FDG PET/MRI in a case of myocarditis. Subepicardial, mostly band-shaped late gadolinium enhancement (LGE) on MRI in the lateral wall of the left ventricle. The FDG uptake on PET clearly exceeds LGE MRI indicating active infection exceeding the scarred areas

Cardiac sarcoidosis

Another inflammatory disease where hybrid PET/MRI may play a pivotal role is the cardiac involvement in sarcoidosis. In up to 40% of cases, the initial clinical manifestation of this insidious disease is sudden cardiac death (Sekiguchi et al. 1980). In case of cardiac involvement, the myocardium is infiltrated with inflammatory granulomas which may result in scarring, malignant arrhythmia, and heart failure.
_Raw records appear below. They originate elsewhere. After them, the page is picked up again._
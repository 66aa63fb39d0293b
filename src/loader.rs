//! Load translation tables from JSON rule files.
//!
//! One file per table. The file stem is the table id, for example
//! `en-us-g1.json` -> id `"en-us-g1"`:
//!
//! ```json
//! {
//!     "@metadata": { ... },  // Ignored
//!     "locale": "en-US",
//!     "grade": 1,
//!     "eightDot": false,
//!     "fallbackChar": "?",
//!     "capsDots": "6",
//!     "rules": [
//!         { "char": "a", "dots": "1" },
//!         { "seq": "the", "dots": ["2346"] }
//!     ]
//! }
//! ```
//!
//! Cells are written in dot-number notation (`"145"` = dots 1, 4 and 5);
//! the empty string is the blank cell. The first malformed rule aborts the
//! load and its index is carried in the error.

use std::fs;
use std::path::{Path, PathBuf};

use serde_json::Value;

use crate::cell::dots_to_mask;
use crate::error::{BrailleError, BrailleResult};
use crate::table::{Grade, Table, TableInfo};

fn load_error(source: &str, rule: Option<usize>, message: String) -> BrailleError {
    BrailleError::TableLoad {
        source: source.to_string(),
        rule,
        message,
    }
}

/// Re-attribute builder and cell-notation errors to the file being loaded
fn attribute(source: &str, rule: Option<usize>, err: BrailleError) -> BrailleError {
    match err {
        BrailleError::TableLoad {
            rule: builder_rule,
            message,
            ..
        } => load_error(source, builder_rule.or(rule), message),
        BrailleError::InvalidTableInfo(message) => load_error(source, rule, message),
        other => other,
    }
}

/// Parse one or more cells from a rule's "dots" value (string or array of
/// strings)
fn parse_cells(source: &str, rule: usize, dots: &Value) -> BrailleResult<Vec<u8>> {
    match dots {
        Value::String(s) => Ok(vec![
            dots_to_mask(s).map_err(|e| attribute(source, Some(rule), e))?,
        ]),
        Value::Array(items) => {
            let mut cells = Vec::with_capacity(items.len());
            for item in items {
                let s = item.as_str().ok_or_else(|| {
                    load_error(source, Some(rule), "'dots' array entries must be strings".to_string())
                })?;
                cells.push(dots_to_mask(s).map_err(|e| attribute(source, Some(rule), e))?);
            }
            Ok(cells)
        }
        _ => Err(load_error(
            source,
            Some(rule),
            "'dots' must be a string or an array of strings".to_string(),
        )),
    }
}

fn required_str<'a>(source: &str, obj: &'a serde_json::Map<String, Value>, key: &str) -> BrailleResult<&'a str> {
    obj.get(key)
        .and_then(|v| v.as_str())
        .ok_or_else(|| load_error(source, None, format!("Missing or non-string '{}'", key)))
}

fn single_char(source: &str, rule: Option<usize>, key: &str, s: &str) -> BrailleResult<char> {
    let mut chars = s.chars();
    match (chars.next(), chars.next()) {
        (Some(c), None) => Ok(c),
        _ => Err(load_error(
            source,
            rule,
            format!("'{}' must be exactly one character, got \"{}\"", key, s),
        )),
    }
}

/// Parse table content. `source` names the origin for error messages;
/// `id` is the table id (the file stem when loading from disk).
pub fn parse_table(source: &str, id: &str, content: &str) -> BrailleResult<Table> {
    let json: Value = serde_json::from_str(content)
        .map_err(|e| load_error(source, None, format!("Failed to parse JSON: {}", e)))?;

    let obj = json
        .as_object()
        .ok_or_else(|| load_error(source, None, "Root must be an object".to_string()))?;

    let locale = required_str(source, obj, "locale")?;
    let grade_num = obj
        .get("grade")
        .and_then(|v| v.as_u64())
        .ok_or_else(|| load_error(source, None, "Missing or non-integer 'grade'".to_string()))?;
    let grade = Grade::try_from(grade_num as u8).map_err(|e| attribute(source, None, e))?;
    let eight_dot = obj.get("eightDot").and_then(|v| v.as_bool()).unwrap_or(false);

    let info = TableInfo::new(id, locale, grade, eight_dot)
        .map_err(|e| attribute(source, None, e))?;
    let mut builder = Table::builder(info);

    if let Some(dots) = obj.get("fallbackDots") {
        let s = dots
            .as_str()
            .ok_or_else(|| load_error(source, None, "'fallbackDots' must be a string".to_string()))?;
        builder = builder.fallback_cell(dots_to_mask(s).map_err(|e| attribute(source, None, e))?);
    }
    if let Some(c) = obj.get("fallbackChar") {
        let s = c
            .as_str()
            .ok_or_else(|| load_error(source, None, "'fallbackChar' must be a string".to_string()))?;
        builder = builder.fallback_char(single_char(source, None, "fallbackChar", s)?);
    }
    if let Some(dots) = obj.get("capsDots") {
        let s = dots
            .as_str()
            .ok_or_else(|| load_error(source, None, "'capsDots' must be a string".to_string()))?;
        builder = builder.caps_cell(dots_to_mask(s).map_err(|e| attribute(source, None, e))?);
    }

    let rules = obj
        .get("rules")
        .and_then(|v| v.as_array())
        .ok_or_else(|| load_error(source, None, "Missing or non-array 'rules'".to_string()))?;

    for (index, entry) in rules.iter().enumerate() {
        let rule_obj = entry.as_object().ok_or_else(|| {
            load_error(source, Some(index), "Rule must be an object".to_string())
        })?;
        let dots = rule_obj.get("dots").ok_or_else(|| {
            load_error(source, Some(index), "Rule is missing 'dots'".to_string())
        })?;
        let cells = parse_cells(source, index, dots)?;

        match (rule_obj.get("char"), rule_obj.get("seq")) {
            (Some(c), None) => {
                let s = c.as_str().ok_or_else(|| {
                    load_error(source, Some(index), "'char' must be a string".to_string())
                })?;
                let character = single_char(source, Some(index), "char", s)?;
                builder = builder.simple(character, cells);
            }
            (None, Some(seq)) => {
                let s = seq.as_str().ok_or_else(|| {
                    load_error(source, Some(index), "'seq' must be a string".to_string())
                })?;
                builder = builder.contraction(s, cells);
            }
            _ => {
                return Err(load_error(
                    source,
                    Some(index),
                    "Rule must have exactly one of 'char' or 'seq'".to_string(),
                ));
            }
        }
    }

    builder.build().map_err(|e| attribute(source, None, e))
}

/// Load a table from a single JSON file; the file stem becomes the id
///
/// # Errors
/// `TableLoad` on read failures, malformed JSON, or invariant violations,
/// carrying the index of the first bad rule where applicable.
pub fn load_table_from_file(path: &Path) -> BrailleResult<Table> {
    let source = path.display().to_string();
    let id = table_id_from_path(path)?;
    let content = fs::read_to_string(path)
        .map_err(|e| load_error(&source, None, format!("Failed to read file: {}", e)))?;
    parse_table(&source, &id, &content)
}

/// Parse only a file's identity header, without building rule indices.
/// Used for cheap catalog discovery.
pub fn read_table_header(path: &Path) -> BrailleResult<TableInfo> {
    let source = path.display().to_string();
    let id = table_id_from_path(path)?;
    let content = fs::read_to_string(path)
        .map_err(|e| load_error(&source, None, format!("Failed to read file: {}", e)))?;
    let json: Value = serde_json::from_str(&content)
        .map_err(|e| load_error(&source, None, format!("Failed to parse JSON: {}", e)))?;
    let obj = json
        .as_object()
        .ok_or_else(|| load_error(&source, None, "Root must be an object".to_string()))?;
    let locale = required_str(&source, obj, "locale")?;
    let grade_num = obj
        .get("grade")
        .and_then(|v| v.as_u64())
        .ok_or_else(|| load_error(&source, None, "Missing or non-integer 'grade'".to_string()))?;
    let grade = Grade::try_from(grade_num as u8).map_err(|e| attribute(&source, None, e))?;
    let eight_dot = obj.get("eightDot").and_then(|v| v.as_bool()).unwrap_or(false);
    TableInfo::new(&id, locale, grade, eight_dot).map_err(|e| attribute(&source, None, e))
}

fn table_id_from_path(path: &Path) -> BrailleResult<String> {
    path.file_stem()
        .and_then(|stem| stem.to_str())
        .map(|s| s.to_string())
        .ok_or_else(|| {
            load_error(
                &path.display().to_string(),
                None,
                "Invalid filename".to_string(),
            )
        })
}

/// Scan a directory for `*.json` table files and read their headers
///
/// # Errors
/// `TableLoad` if the directory cannot be read or any header is malformed.
pub fn discover_tables(dir: &Path) -> BrailleResult<Vec<(TableInfo, PathBuf)>> {
    let source = dir.display().to_string();
    if !dir.is_dir() {
        return Err(load_error(
            &source,
            None,
            "Not a directory".to_string(),
        ));
    }
    let entries = fs::read_dir(dir)
        .map_err(|e| load_error(&source, None, format!("Failed to read directory: {}", e)))?;

    let mut found = Vec::new();
    for entry in entries {
        let entry = entry
            .map_err(|e| load_error(&source, None, format!("Error reading directory entry: {}", e)))?;
        let path = entry.path();
        if path.extension().and_then(|ext| ext.to_str()) != Some("json") {
            continue;
        }
        let info = read_table_header(&path)?;
        found.push((info, path));
    }
    Ok(found)
}

#[cfg(test)]
mod tests {
    use super::*;

    const MINIMAL: &str = r#"{
        "locale": "en-US",
        "grade": 1,
        "rules": [
            { "char": "a", "dots": "1" },
            { "char": "b", "dots": "12" }
        ]
    }"#;

    #[test]
    fn test_parse_minimal_table() {
        let table = parse_table("<test>", "en-us-g1", MINIMAL).unwrap();
        assert_eq!(table.info().id, "en-us-g1");
        assert_eq!(table.info().locale, "en-US");
        assert_eq!(table.info().grade, Grade::One);
        assert!(!table.info().eight_dot);
        assert_eq!(table.rules().len(), 2);
    }

    #[test]
    fn test_parse_contraction_and_caps() {
        let content = r#"{
            "@metadata": { "authors": ["test"] },
            "locale": "en-US",
            "grade": 2,
            "capsDots": "6",
            "fallbackChar": "?",
            "rules": [
                { "char": "t", "dots": "2345" },
                { "seq": "the", "dots": ["2346"] },
                { "seq": "ing", "dots": ["346"] }
            ]
        }"#;
        let table = parse_table("<test>", "en-us-g2", content).unwrap();
        assert_eq!(table.caps_cell(), Some(0x20));
        assert_eq!(table.rules().len(), 3);
    }

    #[test]
    fn test_malformed_json_reports_source() {
        let err = parse_table("<test>", "bad", "{ not json").unwrap_err();
        match err {
            BrailleError::TableLoad { source, .. } => assert_eq!(source, "<test>"),
            other => panic!("Expected TableLoad, got {:?}", other),
        }
    }

    #[test]
    fn test_first_bad_rule_index_is_reported() {
        let content = r#"{
            "locale": "en-US",
            "grade": 1,
            "rules": [
                { "char": "a", "dots": "1" },
                { "char": "b", "dots": "99" },
                { "char": "c", "dots": "bogus" }
            ]
        }"#;
        let err = parse_table("<test>", "bad", content).unwrap_err();
        match err {
            BrailleError::TableLoad { rule, .. } => assert_eq!(rule, Some(1)),
            other => panic!("Expected TableLoad, got {:?}", other),
        }
    }

    #[test]
    fn test_rule_with_both_char_and_seq_is_rejected() {
        let content = r#"{
            "locale": "en-US",
            "grade": 2,
            "rules": [ { "char": "a", "seq": "ab", "dots": "1" } ]
        }"#;
        let err = parse_table("<test>", "bad", content).unwrap_err();
        match err {
            BrailleError::TableLoad { rule, .. } => assert_eq!(rule, Some(0)),
            other => panic!("Expected TableLoad, got {:?}", other),
        }
    }

    #[test]
    fn test_grade_out_of_range_is_rejected() {
        let content = r#"{ "locale": "en-US", "grade": 3, "rules": [] }"#;
        assert!(parse_table("<test>", "bad", content).is_err());
    }

    #[test]
    fn test_multi_cell_simple_map() {
        let content = r#"{
            "locale": "en-US",
            "grade": 1,
            "rules": [ { "char": "%", "dots": ["4", "25", "1234"] } ]
        }"#;
        let table = parse_table("<test>", "t", content).unwrap();
        assert_eq!(table.rules()[0].cells().len(), 3);
    }
}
It is obvious that cardiac involvement in sarcoidosis must be ruled out reliably. Usually, the guidelines of the Japanese Ministry of Health and Welfare are used to estimate the probability of cardiac involvement. However, these guidelines only recommend cardiac MRI or Ga-67 scintigraphy as imaging tests and not FDG PET. Accumulating evidence suggests a valuable and important role of FDG PET regarding the diagnosis, monitoring, and therapy guidance of cardiac sarcoidosis and an expert consensus clearly recommended this method (Birnie et al. 2014; Slart et al. 2018). A myocardial perfusion study (such as N-13 ammonia PET) may add to the FDG PET for the differentiation between early stage, advanced stage, or healed cardiac sarcoidosis, and also have prognostic implications (Blankstein et al. 2014). In principle, FDG PET may be combined with MRI perfusion. MRI MPI, however, only images a certain number of slices (most often three). There are approaches to perform MRI-based MPI of the entire left ventricle, but this is not implemented in clinical routine yet (Wissmann et al. 2017). Therefore, certain parts of the heart (such as the apex) may not be adequately assessed with a MRI MPI/FDG PET approach. The combination of LGE MRI with FDG PET may have an additional benefit, in the exact illustration of myocardial scarring which is important in the case of ICD implantation (Schneider et al. 2014). While there are some case reports and smaller studies on hybrid FDG PET/MRI for cardiac sarcoidosis, a prospective trial with larger patient numbers is still missing (Hanneman et al. 2017; Schneider et al. 2014; Wada et al. 2016; Kiko et al. 2018; Wicks et al. 2018). An alternative approach may be the assessment of the inflammatory granulomas in the myocardium using radiotracers targeting the somatostatin receptor (e.g., Ga-68 DOTANOC). While first reports using this approach are available for PET/CT, there is no clinical experience with simultaneous PET/MRI (Slart et al. 2017; Gormsen et al. 2016).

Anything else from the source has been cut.